The following is required to call this endpoint:-

  • CONVERSATION_ID: The id associated with the patient transfer request.
  • CONFIRMATION_RESPONSE: you can provide the following status:-
    • ACCEPTED: This will tell the sending incumbent that you are happy with the received EHR.
    • FAILED_TO_INTEGRATE: You have encountered a problem integrating the record into your system. This will alert the sender to an error and trigger off the postal process.

Endpoint calling:

This endpoint is a fire-and-forget endpoint. If your request is successful, you will get a 200: Success response. If your request is unsuccessful, you will get a 500: Server error response. If you receive a 500 response, you can retry again at any point, however, it should be noted that you must receive a 200: Success response from the migratestructuredrecord for the given conversation ID to receive a 200: Success from this endpoint.

Note: To improve reliability on this endpoint we are currently looking at a polling change, the documentation will be updated once this has been updated.

Licensing

This code is dual licensed under the MIT license and the OGL (Open Government License). Any new work added to this repository must conform to the conditions of these licenses. In particular this means that this project may not depend on GPL-licensed or AGPL-licensed libraries, as these would violate the terms of those libraries' licenses.

The contents of this repository are protected by Crown Copyright (C).

Performance

The performance of PS Adaptor was tested with JMeter tool. The use case tested was the simulation of the patient transfer request. This was tested by sending EHR record requests to the PS Adaptor, and we expected to receive a bundle back. The patient transfer used two attachments,both of them are text attachments of size 2.44 MB and 0.7 MB. We used these tests to observe how the PS Adaptor handles a heavy workload and to profile the CPU and memory usage during the testing process.

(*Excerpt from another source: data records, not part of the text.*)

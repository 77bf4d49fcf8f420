use std::process::ExitCode;
use std::time::Instant;

use anyhow::{bail, Context, Result};
use butterfly_io::{hierarchy, DirTileStore};
use butterfly_routing::shortcut::{find_shortcuts, verify_level};
use butterfly_routing::{contract, Config, GraphReader};
use clap::Parser;
use tracing::info;
use tracing_subscriber::EnvFilter;

mod cli;

use cli::{Cli, Commands};

fn init_tracing(verbose: bool) {
    let default = if verbose { "debug" } else { "info" };
    let filter = EnvFilter::try_from_default_env().unwrap_or_else(|_| EnvFilter::new(default));
    tracing_subscriber::fmt()
        .with_env_filter(filter)
        .with_target(false)
        .with_writer(std::io::stderr)
        .init();
}

fn open_reader(config: &Config) -> Result<GraphReader> {
    if config.reader.tile_dir.is_none() {
        bail!("no tile directory: pass --tiles or set reader.tile_dir in the config file");
    }
    GraphReader::from_config(&config.reader).context("opening tile directory")
}

fn check_level(level: u8) -> Result<()> {
    if hierarchy::level(level).is_none() {
        bail!("level {level} is not in the hierarchy (0..={})", hierarchy::LEVELS.len() - 1);
    }
    Ok(())
}

fn run(cli: Cli) -> Result<bool> {
    let config = cli.resolve_config()?;

    match cli.command {
        Commands::Contract { level, .. } => {
            check_level(level)?;
            let Some(dir) = config.reader.tile_dir.as_ref() else {
                bail!("no tile directory: pass --tiles or set reader.tile_dir in the config file");
            };
            let store = DirTileStore::new(dir);
            let start = Instant::now();
            let stats = contract(&store, level, &config.contract)
                .with_context(|| format!("contracting level {level} in {}", dir.display()))?;
            info!(elapsed_s = start.elapsed().as_secs_f64(), "contraction finished");
            println!(
                "Level {level}: {} tiles, {} nodes, {} edges",
                stats.tiles, stats.nodes, stats.original_edges
            );
            println!(
                "  {} chains -> {} shortcuts covering {} edges ({} loops skipped, {} old shortcuts removed)",
                stats.chains,
                stats.shortcuts,
                stats.contracted_edges,
                stats.loops_skipped,
                stats.removed_shortcuts
            );
        }
        Commands::Recover { id } => {
            let reader = open_reader(&config)?;
            let shortcut = reader.directed_edge(id)?;
            let edges = reader
                .recover_shortcut(id)
                .with_context(|| format!("recovering shortcut {id}"))?;
            println!(
                "{id}: {} m, {} kph (truck {} kph), {} edges",
                shortcut.length_m,
                shortcut.speed,
                shortcut.effective_truck_speed(),
                edges.len()
            );
            for edge_id in edges {
                let edge = reader.directed_edge(edge_id)?;
                println!(
                    "  {edge_id} -> {}: {} m, {} kph, {}",
                    edge.end_node,
                    edge.length_m,
                    edge.speed,
                    edge.road_class.name()
                );
            }
        }
        Commands::Shortcuts { level, mode, expand } => {
            check_level(level)?;
            let reader = open_reader(&config)?;
            let shortcuts = find_shortcuts(&reader, level, mode.mask())?;
            for &id in &shortcuts {
                let edge = reader.directed_edge(id)?;
                println!("{id} -> {} {} m {} kph", edge.end_node, edge.length_m, edge.speed);
                if expand {
                    let edges = reader.recover_shortcut(id)?;
                    let listed: Vec<String> = edges.iter().map(|e| e.to_string()).collect();
                    println!("  {}", listed.join(" "));
                }
            }
            println!("{} shortcuts on level {level}", shortcuts.len());
        }
        Commands::Info { tile } => {
            let reader = open_reader(&config)?;
            let t = reader
                .get_tile(tile)
                .with_context(|| format!("loading tile {}", tile.tile_base()))?;
            let header = t.header();
            let b = header.bounds;
            println!("Tile {} (version {})", t.id(), header.version);
            println!(
                "  bounds: {:.4},{:.4} .. {:.4},{:.4}",
                b.min_lat, b.min_lon, b.max_lat, b.max_lon
            );
            println!("  nodes: {}", header.node_count);
            println!("  edges: {}", header.edge_count);
            println!("  shortcuts: {}", header.shortcut_count);
            let mapped = if t.is_mapped() { " (mapped)" } else { "" };
            println!("  size: {} bytes{mapped}", t.size_bytes());
        }
        Commands::Verify { level } => {
            check_level(level)?;
            let reader = open_reader(&config)?;
            let report = verify_level(&reader, level)?;
            println!(
                "Level {level}: {} tiles, {} shortcuts, {} constituent edges",
                report.tiles, report.shortcuts, report.constituents
            );
            for (id, reason) in &report.failures {
                println!("  FAIL {id}: {reason}");
            }
            for id in &report.speed_violations {
                println!("  SPEED {id}: aggregate not below its constituents");
            }
            let stats = reader.stats();
            info!(
                hits = stats.hits,
                misses = stats.misses,
                evictions = stats.evictions,
                "cache"
            );
            return Ok(report.is_ok());
        }
    }
    Ok(true)
}

fn main() -> ExitCode {
    let cli = Cli::parse();
    init_tracing(cli.verbose);

    match run(cli) {
        Ok(true) => ExitCode::SUCCESS,
        Ok(false) => ExitCode::from(1),
        Err(e) => {
            eprintln!("Error: {e:#}");
            ExitCode::from(2)
        }
    }
}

There was a series of tests run with the following setup and parameters:

  • PS Adaptor was run in ECS AWS environment with 4 CPUs and 16 GB memory.
  • MHS Adaptor was run in ECS AWS environment with 4 CPUs and 16 GB memory.
  • For the message queue mq.m5.xlarge host type was used
  • RDS DB host type was set to db.t3.xlarge

The test used 2000 transfers which were split into 5 batches of 400 transfers. The time for the test was measured from the start of the initial request to the completion of all transfers. Pause time between transfers was set to 1 sec and the socket timeout was to 2 minutes.

The test load with 2000 transactions finished successfully in 14 minutes which gives on average 420-435 ms per transfer. The observed CPU utilization was around 50-60% and memory usage was around 70% which leaves plenty of headroom for additional load.

report1.jpg

Overall performance statistics: report2.png

Active transfers per one iteration was 400: report4.png

Response time: report5.png

Results can be seen in using graphs by importing results8.jtl into Jmeter.